The trade-off between diversity and redundancy observed with clustering raised related questions of whether other features of MF organization affect these parameters. In addition to clustered inputs (Fig. 5*A*,*C*), we noted that, although rarer, MFRs can appear hundreds of microns away from rosettes from the same source (Fig. 5*B*,*C*). We therefore asked how these sparse, numerically limited, MFRs contribute to GrC combinatorial diversity. We analyzed diversity and redundancy of GrC combinations produced in model systems mimicking these anatomical features. We modeled three systems to facilitate comparisons. The baseline system contained MFRs with *n* ID numbers uniformly distributed within the system; the sparse system contained MFRs with *n* ID numbers but additionally, a single MFR was assigned an ID number unique to the system; and the expanded condition, in which a new ID was uniformly added to the baseline system (*n* + 1 ID numbers). Compared with the baseline system, sparse rosettes decreased redundancy and increased the diversity of combinations, similar to the effect of adding an additional input (Fig. 5*H*). However, compared with the expanded system, the sparse input better preserved the redundancy of combinations that were present in the baseline system, suggesting that sparse fibers increase diversity with less detriment to redundancy compared with adding another input uniformly to the space (Fig. 5*I*; for details, see Materials and Methods).
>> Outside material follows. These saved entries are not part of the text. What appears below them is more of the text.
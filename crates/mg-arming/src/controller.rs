//! Arm controller: the single owner of [`AppState`].
//!
//! # State diagram
//!
//! ```text
//!              arm(auth ok)                 power disconnect
//!   Disarmed ───────────────────► Armed ─────────────────────► GracePeriod
//!      ▲                            │  ▲                           │   │
//!      │        disarm(auth)        │  │ cancel_grace_period(auth) │   │ countdown
//!      ├────────────────────────────┘  └───────────────────────────┘   │ expiry
//!      │        disarm(auth)                                           ▼
//!      ├───────────────────────────────────────────────────────── (GracePeriod)
//!      │        disarm(auth)                                           │
//!      └─────────────────────────────────────────────────────────  Triggered
//! ```
//!
//! With a zero grace period, a disconnect moves Armed → Triggered directly;
//! GracePeriod is never published.
//!
//! # Invariants
//!
//! - All transitions run under one async mutex; no two interleave.
//! - Authentication failures leave the state untouched and are returned to
//!   the caller. Nothing is retried here.
//! - Expiry and cancellation of the grace countdown race on a single-fire
//!   guard: exactly one of {Triggered, Armed} is observed.
//! - Triggered is left only by an authenticated disarm, which also aborts
//!   the response: no action starts after the disarm returns.

use std::sync::atomic::{AtomicU64, Ordering};
use std::sync::{Arc, Weak};
use std::time::Duration;

use futures_util::{Stream, StreamExt};
use mg_execution::{
    AbortSignal, ExecutionRequest, SecurityActionExecutionEngine, SecurityActionExecutionResult,
};
use mg_schemas::{
    AppState, ArmingConfiguration, AuthOutcome, Notification, Notifier,
    SecurityActionConfiguration,
};
use tokio::sync::{watch, Mutex};
use tokio::task::JoinHandle;
use tracing::{debug, error, info, warn};

use crate::{ArmError, Countdown, PowerSnapshot, PowerTracker, PowerTransition};

struct Core {
    state: AppState,
    arming: ArmingConfiguration,
    actions: Arc<SecurityActionConfiguration>,
    power: PowerTracker,
    grace: Option<Countdown>,
    /// Identifies the current grace countdown; a stale expiry is ignored.
    grace_id: u64,
    /// Abort handle of the response started by the last trigger.
    response: Option<AbortSignal>,
}

struct Shared {
    core: Mutex<Core>,
    state_tx: watch::Sender<AppState>,
    epoch: AtomicU64,
    engine: Arc<SecurityActionExecutionEngine>,
    notifier: Arc<dyn Notifier>,
    last_execution: Mutex<Option<SecurityActionExecutionResult>>,
}

/// Cloneable handle to the arm state machine.
#[derive(Clone)]
pub struct ArmController {
    shared: Arc<Shared>,
}

impl ArmController {
    /// Validates `actions`; boots `Disarmed`.
    pub fn new(
        arming: ArmingConfiguration,
        actions: SecurityActionConfiguration,
        engine: Arc<SecurityActionExecutionEngine>,
        notifier: Arc<dyn Notifier>,
    ) -> Result<Self, ArmError> {
        actions.validate()?;
        let (state_tx, _rx) = watch::channel(AppState::Disarmed);
        Ok(Self {
            shared: Arc::new(Shared {
                core: Mutex::new(Core {
                    state: AppState::Disarmed,
                    arming,
                    actions: Arc::new(actions),
                    power: PowerTracker::new(),
                    grace: None,
                    grace_id: 0,
                    response: None,
                }),
                state_tx,
                epoch: AtomicU64::new(0),
                engine,
                notifier,
                last_execution: Mutex::new(None),
            }),
        })
    }

    // -----------------------------------------------------------------------
    // Queries
    // -----------------------------------------------------------------------

    /// Latest published state.
    pub fn state(&self) -> AppState {
        *self.shared.state_tx.borrow()
    }

    /// Receives every published state.
    pub fn subscribe(&self) -> watch::Receiver<AppState> {
        self.shared.state_tx.subscribe()
    }

    /// Incremented on every transition. Lets deferred callers detect that
    /// something happened since they looked.
    pub fn transition_epoch(&self) -> u64 {
        self.shared.epoch.load(Ordering::SeqCst)
    }

    pub async fn grace_period_remaining(&self) -> Option<Duration> {
        let core = self.shared.core.lock().await;
        match core.state {
            AppState::GracePeriod => core.grace.as_ref().map(Countdown::remaining),
            _ => None,
        }
    }

    pub async fn arming_configuration(&self) -> ArmingConfiguration {
        self.shared.core.lock().await.arming.clone()
    }

    pub async fn action_configuration(&self) -> Arc<SecurityActionConfiguration> {
        Arc::clone(&self.shared.core.lock().await.actions)
    }

    pub async fn last_execution_result(&self) -> Option<SecurityActionExecutionResult> {
        self.shared.last_execution.lock().await.clone()
    }

    pub fn engine(&self) -> &Arc<SecurityActionExecutionEngine> {
        &self.shared.engine
    }

    // -----------------------------------------------------------------------
    // Configuration
    // -----------------------------------------------------------------------

    /// Swap the action configuration. Applies to the next trigger; a run in
    /// progress keeps the configuration it started with.
    pub async fn update_action_configuration(
        &self,
        actions: SecurityActionConfiguration,
    ) -> Result<(), ArmError> {
        actions.validate()?;
        self.shared.core.lock().await.actions = Arc::new(actions);
        info!("security action configuration updated");
        Ok(())
    }

    /// Swap the arming policy. A running grace countdown keeps its deadline.
    pub async fn update_arming_configuration(&self, arming: ArmingConfiguration) {
        self.shared.core.lock().await.arming = arming;
        info!("arming configuration updated");
    }

    // -----------------------------------------------------------------------
    // Transitions
    // -----------------------------------------------------------------------

    /// Disarmed → Armed.
    pub async fn arm(&self, auth: AuthOutcome) -> Result<(), ArmError> {
        let mut core = self.shared.core.lock().await;
        if core.state != AppState::Disarmed {
            return Err(ArmError::InvalidTransition {
                from: core.state,
                operation: "arm",
            });
        }
        if let Err(e) = auth.into_result() {
            warn!(error = %e, "arm refused: authentication failed");
            return Err(e.into());
        }
        self.shared.set_state(&mut core, AppState::Armed);
        drop(core);

        info!("armed");
        self.shared.notifier.notify(Notification::Armed { automatic: false });
        Ok(())
    }

    /// Disarmed → Armed without an interactive prompt, for environmental
    /// triggers.
    ///
    /// Only proceeds if no transition happened since `expected_epoch`.
    /// Returns `Ok(false)` when skipped for that reason or because the
    /// system is no longer disarmed.
    pub async fn auto_arm(&self, reason: &str, expected_epoch: u64) -> Result<bool, ArmError> {
        let mut core = self.shared.core.lock().await;
        if self.transition_epoch() != expected_epoch || core.state != AppState::Disarmed {
            debug!(
                reason,
                expected_epoch,
                epoch = self.transition_epoch(),
                state = %core.state,
                "auto-arm skipped: state moved on"
            );
            return Ok(false);
        }
        self.shared.set_state(&mut core, AppState::Armed);
        drop(core);

        info!(reason, "armed automatically");
        self.shared.notifier.notify(Notification::Armed { automatic: true });
        Ok(true)
    }

    /// Armed | GracePeriod | Triggered → Disarmed.
    ///
    /// Cancels a pending grace countdown. Leaving Triggered aborts the
    /// running response (its delay and any action not yet started) and stops
    /// repeating effects (the alarm).
    pub async fn disarm(&self, auth: AuthOutcome) -> Result<(), ArmError> {
        let mut core = self.shared.core.lock().await;
        let from = core.state;
        if from == AppState::Disarmed {
            return Err(ArmError::InvalidTransition {
                from,
                operation: "disarm",
            });
        }
        if core.arming.require_auth_to_disarm {
            if let Err(e) = auth.into_result() {
                warn!(error = %e, from = %from, "disarm refused: authentication failed");
                return Err(e.into());
            }
        }

        if let Some(grace) = core.grace.take() {
            // If expiry already claimed the guard, its handler will find the
            // state Disarmed and do nothing.
            grace.cancel();
        }
        if let Some(response) = core.response.take() {
            if response.abort() {
                debug!("security response abort signalled");
            }
        }
        self.shared.set_state(&mut core, AppState::Disarmed);
        drop(core);

        if from == AppState::Triggered {
            self.shared.engine.stop_ongoing_actions().await;
        }
        info!(from = %from, "disarmed");
        self.shared.notifier.notify(Notification::Disarmed);
        Ok(())
    }

    /// GracePeriod → Armed.
    pub async fn cancel_grace_period(&self, auth: AuthOutcome) -> Result<(), ArmError> {
        let mut core = self.shared.core.lock().await;
        if core.state != AppState::GracePeriod {
            return Err(ArmError::InvalidTransition {
                from: core.state,
                operation: "cancel grace period",
            });
        }
        if !core.arming.allow_grace_period_cancellation {
            return Err(ArmError::CancellationNotAllowed);
        }
        if let Err(e) = auth.into_result() {
            warn!(error = %e, "grace period cancellation refused: authentication failed");
            return Err(e.into());
        }

        let cancelled = core.grace.as_ref().map(Countdown::cancel).unwrap_or(false);
        if !cancelled {
            // Expiry won the race and is waiting for this lock to trigger.
            warn!("grace period cancellation lost race with expiry");
            return Err(ArmError::GracePeriodElapsed);
        }
        core.grace = None;
        self.shared.set_state(&mut core, AppState::Armed);
        drop(core);

        info!("grace period cancelled; re-armed");
        self.shared.notifier.notify(Notification::GracePeriodCancelled);
        Ok(())
    }

    // -----------------------------------------------------------------------
    // Power
    // -----------------------------------------------------------------------

    /// Feed one power snapshot. Returns the edge it produced, if any.
    pub async fn handle_power_snapshot(&self, snapshot: &PowerSnapshot) -> Option<PowerTransition> {
        let mut core = self.shared.core.lock().await;
        let edge = core.power.observe(snapshot)?;
        match edge {
            PowerTransition::Disconnected => self.shared.on_disconnect(&mut core),
            PowerTransition::Connected => {
                debug!(state = %core.state, "power adapter connected");
            }
        }
        Some(edge)
    }

    /// Consume a power snapshot stream until it ends.
    pub fn watch_power<S>(&self, snapshots: S) -> JoinHandle<()>
    where
        S: Stream<Item = PowerSnapshot> + Send + 'static,
    {
        let this = self.clone();
        tokio::spawn(async move {
            let mut snapshots = std::pin::pin!(snapshots);
            while let Some(snapshot) = snapshots.next().await {
                this.handle_power_snapshot(&snapshot).await;
            }
            warn!("power snapshot stream ended");
        })
    }
}

impl Shared {
    /// Caller holds the core lock.
    fn set_state(&self, core: &mut Core, next: AppState) {
        let prev = core.state;
        core.state = next;
        self.epoch.fetch_add(1, Ordering::SeqCst);
        self.state_tx.send_replace(next);
        debug!(from = %prev, to = %next, "state transition");
    }

    fn on_disconnect(self: &Arc<Self>, core: &mut Core) {
        if core.state != AppState::Armed {
            debug!(state = %core.state, "power disconnected; not armed, ignoring");
            return;
        }

        if !core.arming.has_grace_period() {
            info!("power disconnected; no grace period, triggering");
            self.trigger(core);
            return;
        }

        let delay = core.arming.grace_period;
        core.grace_id += 1;
        let grace_id = core.grace_id;
        let weak: Weak<Shared> = Arc::downgrade(self);
        core.grace = Some(Countdown::start(delay, move || async move {
            if let Some(shared) = weak.upgrade() {
                shared.grace_expired(grace_id).await;
            }
        }));
        self.set_state(core, AppState::GracePeriod);

        info!(grace_secs = delay.as_secs_f64(), "power disconnected; grace period started");
        self.notifier.notify(Notification::from_grace_period(delay));
    }

    async fn grace_expired(self: &Arc<Self>, grace_id: u64) {
        let mut core = self.core.lock().await;
        if core.state != AppState::GracePeriod || core.grace_id != grace_id {
            debug!(grace_id, state = %core.state, "stale grace expiry ignored");
            return;
        }
        core.grace = None;
        info!("grace period expired; triggering");
        self.trigger(&mut core);
    }

    /// Enter Triggered and hand the current configuration to the engine.
    fn trigger(self: &Arc<Self>, core: &mut Core) {
        self.set_state(core, AppState::Triggered);
        self.notifier.notify(Notification::Triggered);

        let request = ExecutionRequest::new((*core.actions).clone());
        core.response = Some(request.abort.clone());
        let shared = Arc::clone(self);
        tokio::spawn(async move {
            let result = shared.engine.execute_actions(request).await;
            if result.was_rejected_as_duplicate() {
                error!("trigger ignored: a security response is already running");
                return;
            }
            if result.aborted {
                info!(ran = result.results.len(), "security response aborted by disarm");
            } else {
                shared.notifier.notify(Notification::ActionsCompleted {
                    succeeded: result.succeeded(),
                    failed: result.failed(),
                });
            }
            *shared.last_execution.lock().await = Some(result);
        });
    }
}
### Impact of MF filopodia on GrC combinatorial diversity

MF filopodia are long, thin, bouton-bearing processes that extend from MFRs (Fig. 6*A–C*). They have recently been shown to form synapses on GrCs (Gao et al., 2016), raising the question of their potential role in GrC combinatorial diversity. We reconstructed and analyzed pontine and nucleocortical MFRs from throughout the cerebellar cortex (Fig. 6*B–D*), quantifying the fraction of MFRs possessing filopodia (*n* = 1658 boutons), the number of boutons per filopodium (*n* = 84 boutons), and the distance between these boutons and the MFR (*n* = 84 boutons). Filopodial boutons were typically within 22 μm of the rosette, and there were between 1 and 4 filopodial boutons per rosette (Fig. 6*D*; median, 2). We found that nearly 32.2% of nucleocortical MFRs possessed filopodia, whereas pontine MFRs possessed filopodia at a lower rate, 11.3%, such that the likelihood of bearing filopodia for the entire population we observed was 16.3%.

We used these measurements in our GCL model, adding 1–5 synapses to GrCs located within 22 μm of a randomly selected 8%–20% of MFRs, simulating filopodia. We analyzed the effect of these filopodia-like synapses on GrC combinatorial diversity and redundancy. In the model, filopodia-like extensions enhanced the diversity of GrC combination (Fig. 6*E*), increasing the number of unique combinations of 4 MFR inputs beyond the number of GrCs present. This effect was a consequence of increasing the number of MFRs contacting many GrCs, which was previously limited to 4 (Fig. 6*F*). As the diversity of MFRs increased differences between systems with and without filopodia became more pronounced (Fig. 6*F*). MFR filopodia also enhanced redundancy of quartets in low-to-modest diversity systems, expanding the representation of individual inputs, particularly of rarer MFRs (Fig. 6*G*).

These modeling results indicate that filopodia mainly enhanced combinatorial diversity when MFR diversity was high (i.e., in instances when individual MFR identities are sparser). We tested whether sparseness of MFRs was related to the presence or absence of filopodia in our anatomical samples, measuring the nearest neighbors of filopodia-bearing and nonbearing MFRs. In keeping with predictions from the model, MFRs bearing filopodia were more sparsely spaced from like neighbors. Median nearest neighbors for MFRs that did not bear rosettes was 23.1 μm, whereas those bearing filopodia were 30 μm apart. Differences in the distributions were highly significant (Fig. 6*E*; K-S goodness-of-fit test, *p* = 1.5 × 10^{−21}). Together, filopodia could serve an important role in the function of the GCL to enhance representation of sparse fibers, increasing combinatorial diversity and redundancy.

## Discussion

Here we explored the effects of GCL morphological features on combination of afferents and diversification of GrCs. Our studies reveal a surprising theme of anatomical features favoring redundancy of afferent mixing rather than simply maximizing diversity. These findings raised the question of whether the spatial restrictions confer any advantage to information processing by the layer. We found that redundancy produced by spatially clustered afferents not surprisingly reduces dimensionality but enhances the capacity for temporal diversification of GrC activity. Empirical analysis of MFs validated features of the model and suggest potential evolutionary pressures structuring afferent mixing in the cerebellum.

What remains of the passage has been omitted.